This framework does not promise truth: scope, limits, and responsibilities

Type: Application

Conceptual version: 1.0

Stabilization date: 2026-01-27

This page is a framing surface.

It establishes the interpretation limits of the “Interpretive risk” hub. Its role is to prevent frequent confusions: implicit compliance promise, magical hallucination reduction, truth certification, or substitution for legal, compliance, or internal governance functions.

What this framework does

This framework aims to make an AI response governable. Concretely, it seeks to reduce the interpretive error space by clarifying:

  • the perimeter within which a response can be considered legitimate;
  • the conditions under which a response becomes challengeable;
  • the mechanisms that transform plausibility into liability;
  • the place of non-response as a legitimate outcome when conditions are not met;
  • the chain of responsibility: source, interpretation, response, usage, impact.

What this framework does not do

This framework must not be interpreted as a promise of result, nor as a compliance label.

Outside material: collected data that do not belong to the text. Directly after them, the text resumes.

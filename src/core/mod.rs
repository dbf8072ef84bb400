//! Serial terminal engine.
//!
//! - **port**: Serial backend seam (real ports via `serialport`)
//! - **transport**: Connection, reader thread and paced writes
//! - **chain**: Ordered workers that observe every chunk read
//! - **term**: Byte decoder, VT parser and character grid
//! - **emulator**: Permanent worker keeping a screen up to date
//! - **exec**: Running scripts through the device's raw prompt
//! - **session**: All of the above wired together
//!
//! # Architecture
//!
//! ```text
//! Session
//! ├── Transport
//! │   ├── Writer (paced, chunked)
//! │   └── reader thread ── InterceptorChain
//! │                         ├── EmulatorWorker ── Screen (grid + parser)
//! │                         └── PendingCommand (while a script runs)
//! └── RemoteExec
//! ```

pub mod chain;
pub mod emulator;
pub mod exec;
pub mod port;
pub mod session;
pub mod term;
pub mod transport;

#[cfg(test)]
pub(crate) mod testing;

  • It does not certify the truth of a response.
  • It does not guarantee the absence of errors, omissions, or ambiguities.
  • It does not automatically “fix” a model.
  • It does not replace legal advice, an audit, quality assurance, or an internal compliance policy.
  • It does not transform an AI system into a legal, medical, financial, or regulatory authority.

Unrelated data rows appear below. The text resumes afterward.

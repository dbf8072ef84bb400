//! Key mapping for terminal input
//!
//! Converts key presses to the byte sequences the device REPL expects.

use bitflags::bitflags;
use crossterm::event::{KeyCode, KeyEvent, KeyModifiers};

bitflags! {
    /// Modifier keys
    #[derive(Clone, Copy, Debug, Default, PartialEq)]
    pub struct Modifiers: u8 {
        const SHIFT = 0b0001;
        const CTRL  = 0b0010;
        const ALT   = 0b0100;
    }
}

impl From<KeyModifiers> for Modifiers {
    fn from(mods: KeyModifiers) -> Self {
        let mut result = Modifiers::empty();
        if mods.contains(KeyModifiers::SHIFT) {
            result |= Modifiers::SHIFT;
        }
        if mods.contains(KeyModifiers::CONTROL) {
            result |= Modifiers::CTRL;
        }
        if mods.contains(KeyModifiers::ALT) {
            result |= Modifiers::ALT;
        }
        result
    }
}

/// Keys with a fixed encoding
#[derive(Clone, Copy, Debug, PartialEq, Eq)]
pub enum Key {
    Tab,
    Backspace,
    Up,
    Down,
    Left,
    Right,
    /// Anything else; encoded from its text
    Other,
}

/// Key mapper for converting key presses to bytes
pub struct KeyMapper;

impl KeyMapper {
    /// Fixed table for named keys, UTF-8 of `fallback_text` otherwise
    pub fn translate(key: Key, fallback_text: &str) -> Vec<u8> {
        match key {
            Key::Tab => b"\t".to_vec(),
            Key::Backspace => b"\x7f".to_vec(),
            Key::Up => b"\x1b[A".to_vec(),
            Key::Down => b"\x1b[B".to_vec(),
            Key::Right => b"\x1b[C".to_vec(),
            Key::Left => b"\x1b[D".to_vec(),
            Key::Other => fallback_text.as_bytes().to_vec(),
        }
    }

    /// Map a crossterm KeyEvent; `None` for keys the device has no use for
    pub fn from_event(event: &KeyEvent) -> Option<Vec<u8>> {
        let mods = Modifiers::from(event.modifiers);

        match event.code {
            KeyCode::Char(ch) => Some(Self::map_char(ch, mods)),
            KeyCode::Enter => Some(b"\r".to_vec()),
            // Some terminals report Shift+Tab as Tab with SHIFT
            KeyCode::Tab if mods.contains(Modifiers::SHIFT) => Some(b"\x1b[Z".to_vec()),
            KeyCode::Tab => Some(Self::translate(Key::Tab, "")),
            KeyCode::BackTab => Some(b"\x1b[Z".to_vec()),
            KeyCode::Backspace => Some(Self::translate(Key::Backspace, "")),
            KeyCode::Esc => Some(vec![0x1B]),

            KeyCode::Up => Some(Self::translate(Key::Up, "")),
            KeyCode::Down => Some(Self::translate(Key::Down, "")),
            KeyCode::Right => Some(Self::translate(Key::Right, "")),
            KeyCode::Left => Some(Self::translate(Key::Left, "")),

            KeyCode::Home => Some(b"\x1b[H".to_vec()),
            KeyCode::End => Some(b"\x1b[F".to_vec()),
            KeyCode::Delete => Some(b"\x1b[3~".to_vec()),

            _ => None,
        }
    }

    /// Map a character with modifiers
    fn map_char(ch: char, mods: Modifiers) -> Vec<u8> {
        // Ctrl + letter = control character
        if mods.contains(Modifiers::CTRL) && !mods.contains(Modifiers::ALT) {
            if ch.is_ascii_alphabetic() {
                return vec![(ch.to_ascii_lowercase() as u8) - b'a' + 1];
            }
            match ch {
                '@' | ' ' => return vec![0x00],
                '[' => return vec![0x1B],
                '\\' => return vec![0x1C],
                ']' => return vec![0x1D],
                '^' => return vec![0x1E],
                '_' => return vec![0x1F],
                _ => {}
            }
        }

        let text = ch.to_string();
        let mut bytes = Vec::with_capacity(text.len() + 1);
        // Alt + key = ESC + key
        if mods.contains(Modifiers::ALT) {
            bytes.push(0x1B);
        }
        bytes.extend(Self::translate(Key::Other, &text));
        bytes
    }
}
//! Configuration for upyterm.
//!
//! Settings are read from `~/.upyterm/config.toml`. Every key is optional:
//!
//! ```toml
//! # Serial device used when no --port is given
//! port = "/dev/ttyUSB0"
//! baud_rate = 115200
//! read_timeout_ms = 500
//! log_level = "info"
//!
//! [write]
//! chunk_size = 256
//! pacing_ms = 10
//!
//! [terminal]
//! rows = 24
//! columns = 80
//!
//! [exec]
//! # 0 waits forever
//! timeout_secs = 10
//! ```

use std::fs;
use std::io;
use std::path::{Path, PathBuf};
use std::time::Duration;

use serde::{Deserialize, Serialize};
use thiserror::Error;

use crate::core::exec::ExecOptions;
use crate::core::transport::Pacing;

#[derive(Error, Debug)]
pub enum ConfigError {
    #[error("Failed to read {path}: {source}")]
    Read {
        path: PathBuf,
        #[source]
        source: io::Error,
    },

    #[error("Invalid configuration: {0}")]
    Parse(#[from] toml::de::Error),
}

/// Main configuration
#[derive(Debug, Clone, PartialEq, Serialize, Deserialize)]
#[serde(default)]
pub struct Config {
    /// Default serial device
    pub port: Option<String>,
    pub baud_rate: u32,
    /// Bounded wait of one read-loop pass
    pub read_timeout_ms: u64,
    /// Log filter for the log file
    pub log_level: String,
    pub write: WriteConfig,
    pub terminal: TerminalConfig,
    pub exec: ExecConfig,
}

impl Default for Config {
    fn default() -> Self {
        Self {
            port: None,
            baud_rate: 115_200,
            read_timeout_ms: 500,
            log_level: "info".to_string(),
            write: WriteConfig::default(),
            terminal: TerminalConfig::default(),
            exec: ExecConfig::default(),
        }
    }
}

/// Write pacing
#[derive(Debug, Clone, PartialEq, Serialize, Deserialize)]
#[serde(default)]
pub struct WriteConfig {
    pub chunk_size: usize,
    pub pacing_ms: u64,
}

impl Default for WriteConfig {
    fn default() -> Self {
        let pacing = Pacing::default();
        Self {
            chunk_size: pacing.chunk_size,
            pacing_ms: pacing.delay.as_millis() as u64,
        }
    }
}

/// Emulated screen size
#[derive(Debug, Clone, PartialEq, Serialize, Deserialize)]
#[serde(default)]
pub struct TerminalConfig {
    pub rows: u16,
    pub columns: u16,
}

impl Default for TerminalConfig {
    fn default() -> Self {
        Self { rows: 24, columns: 80 }
    }
}

#[derive(Debug, Clone, PartialEq, Serialize, Deserialize)]
#[serde(default)]
pub struct ExecConfig {
    pub timeout_secs: u64, // 0 = no timeout
}

impl Default for ExecConfig {
    fn default() -> Self {
        Self { timeout_secs: 10 }
    }
}

impl Config {
    /// Load `~/.upyterm/config.toml`. A missing file gives the defaults; a
    /// broken one is an error so the caller can warn once logging is up.
    pub fn try_load() -> Result<Self, ConfigError> {
        match Self::config_path() {
            Some(path) if path.exists() => Self::load_from(&path),
            _ => Ok(Self::default()),
        }
    }

    pub fn load_from(path: &Path) -> Result<Self, ConfigError> {
        let content = fs::read_to_string(path).map_err(|source| ConfigError::Read {
            path: path.to_path_buf(),
            source,
        })?;
        Self::from_toml_str(&content)
    }

    pub fn from_toml_str(content: &str) -> Result<Self, ConfigError> {
        Ok(toml::from_str(content)?)
    }

    /// Get config file path
    pub fn config_path() -> Option<PathBuf> {
        app_dir().map(|dir| dir.join("config.toml"))
    }

    pub fn read_timeout(&self) -> Duration {
        Duration::from_millis(self.read_timeout_ms.max(1))
    }

    pub fn pacing(&self) -> Pacing {
        Pacing {
            chunk_size: self.write.chunk_size.max(1),
            delay: Duration::from_millis(self.write.pacing_ms),
        }
    }

    pub fn exec_options(&self) -> ExecOptions {
        match self.exec.timeout_secs {
            0 => ExecOptions::default(),
            secs => ExecOptions::with_timeout(Duration::from_secs(secs)),
        }
    }
}

/// `~/.upyterm`, home of the config and log files
pub fn app_dir() -> Option<PathBuf> {
    home_dir().map(|home| home.join(".upyterm"))
}

fn home_dir() -> Option<PathBuf> {
    std::env::var_os("USERPROFILE")
        .or_else(|| std::env::var_os("HOME"))
        .map(PathBuf::from)
}

#[cfg(test)]
mod tests {
    use super::*;

    #[test]
    fn test_empty_file_gives_defaults() {
        let config = Config::from_toml_str("").unwrap();
        assert_eq!(config, Config::default());
        assert_eq!(config.pacing(), Pacing::default());
        assert_eq!(config.read_timeout(), Duration::from_millis(500));
    }

    #[test]
    fn test_partial_sections() {
        let config = Config::from_toml_str(
            r#"
            port = "/dev/ttyACM0"
            baud_rate = 9600

            [write]
            pacing_ms = 25

            [terminal]
            rows = 40
            "#,
        )
        .unwrap();

        assert_eq!(config.write.chunk_size, 256);
        assert_eq!(config.pacing().delay, Duration::from_millis(25));
        assert_eq!((config.terminal.rows, config.terminal.columns), (40, 80));
        assert_eq!(config.port.as_deref(), Some("/dev/ttyACM0"));
        assert_eq!(config.baud_rate, 9600);
    }

    #[test]
    fn test_exec_timeout_zero_disables_it() {
        let config = Config::from_toml_str("[exec]\ntimeout_secs = 0").unwrap();
        assert_eq!(config.exec_options().timeout, None);
        assert_eq!(
            Config::default().exec_options().timeout,
            Some(Duration::from_secs(10))
        );
    }

    #[test]
    fn test_malformed_file_is_an_error() {
        assert!(matches!(
            Config::from_toml_str("baud_rate = \"fast\""),
            Err(ConfigError::Parse(_))
        ));
    }

    #[test]
    fn test_missing_file_is_a_read_error() {
        let result = Config::load_from(Path::new("/nonexistent/upyterm/config.toml"));
        assert!(matches!(result, Err(ConfigError::Read { .. })));
    }
}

Why hallucination reduction is not an acceptable promise

The term “hallucination” is useful as a public symptom, but insufficient for governing a system. A response can be false without “hallucinating” in the strict sense, and a response can be plausible while remaining unenforceable. The central problem is the absence of interpretive legitimacy when the response is produced: perimeter too broad, insufficient sources, unresolved contradictions, absent hierarchy, or obligation to respond despite indeterminacy.

Usage boundaries (what triggers risk)

Interpretive risk increases sharply when AI:

  • responds in place of a human in a commitment context (promise, contract, refund, conditions, guarantees);
  • influences an HR decision (evaluation, sorting, behavioral or implicit inferences);
  • produces a public assertion attributable to an organization;
  • summarizes or interprets contradictory sources by manufacturing surface coherence;
  • fills an informational gap by default instead of flagging indeterminacy.

Legitimate non-response (condition for liability reduction)

Part of governability consists in recognizing that a non-response can be more legitimate than a plausible response. Forcing a system to respond in all circumstances transforms indeterminacy into assertion, and therefore into exposure.

For the complete mechanism: /interpretive-risk/method/.

Responsibility: what must remain explicable

When an AI response crosses a responsibility boundary, the question is no longer “is it plausible?”. The question becomes:

  • what does this response rely on;
  • within what perimeter is it produced;
  • what is excluded and therefore not deducible;
  • why was a non-response not chosen;
  • who assumes the use of this response in a real context.

Related pages (internal linking)

Anchoring

This page acts as a safeguard. It must be read before interpreting the hub as a “solution” or an “offering”. The role of this space is to make responses governable, not to transform AI into truth.